■ Brief
Print, exactly as written, every line from the first line of the records below through the line containing "namespaced keys in an", and nothing further.
......
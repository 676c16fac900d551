pub mod keys;
pub mod model;
pub mod session;

pub use keys::{scoped_key, KeyFamily, KeyFamilyId, KeyScope};
pub use model::{
    average_efficiency, DashboardRollup, DashboardUpdate, DiagnosisBlockState, DiagnosisNote,
    QuestionnaireData, TaskRecord, Venue,
};
pub use session::Session;
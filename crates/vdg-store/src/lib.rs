//! Scoped local state store for per-user, per-venue diagnostic data.
//!
//! Everything is persisted as string values under namespaced keys in an
//! async [`KvStore`]. Higher layers never see storage or parse failures on
//! reads; a caller with no cached state falls back to defaults.

mod error;
mod kv;
mod migrations;
mod user_data;
mod venue;

pub use error::StoreError;
pub use kv::{KvStore, MemoryKvStore, SqliteKvStore};
pub use migrations::{
    all_migrations, MigrationDescriptor, MigrationOutcome, MigrationRunner, MigrationTarget,
};
pub use user_data::UserDataStore;
pub use venue::VenueSelector;
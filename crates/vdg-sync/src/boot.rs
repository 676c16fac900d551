use std::sync::Arc;
use tracing::warn;

use vdg_core::Session;
use vdg_store::{KvStore, MigrationRunner};

use crate::client::SyncClient;

/// Start-of-process work: the migration procedures and the one-time sync
/// orchestration run as independent tasks with no ordering between them.
/// Each migration re-enumerates keys itself and every procedure is flag
/// gated, so interleaving is safe. Failures never propagate.
pub async fn run_startup_tasks(kv: Arc<dyn KvStore>, sync: Arc<SyncClient>, session: Session) {
    let migrations = {
        let kv = Arc::clone(&kv);
        let session = session.clone();
        tokio::spawn(async move {
            MigrationRunner::new(kv).run_all(&session).await;
        })
    };
    let sync_task = tokio::spawn(async move {
        sync.sync_once(&session).await;
    });

    for task in [migrations, sync_task] {
        if let Err(err) = task.await {
            warn!(error = %err, "startup task panicked");
        }
    }
}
......
■ Solved problem
repository 676c16fac900d551
pub mod keys;
pub mod model;
pub mod session;

pub use keys::{scoped_key, KeyFamily, KeyFamilyId, KeyScope};
pub use model::{
    average_efficiency, DashboardRollup, DashboardUpdate, DiagnosisBlockState, DiagnosisNote,
    QuestionnaireData, TaskRecord, Venue,
};
pub use session::Session;
filename crates/vdg-store/src/lib.rs
//! Scoped local state store for per-user, per-venue diagnostic data.
//!
//! Everything is persisted as string values under namespaced keys in an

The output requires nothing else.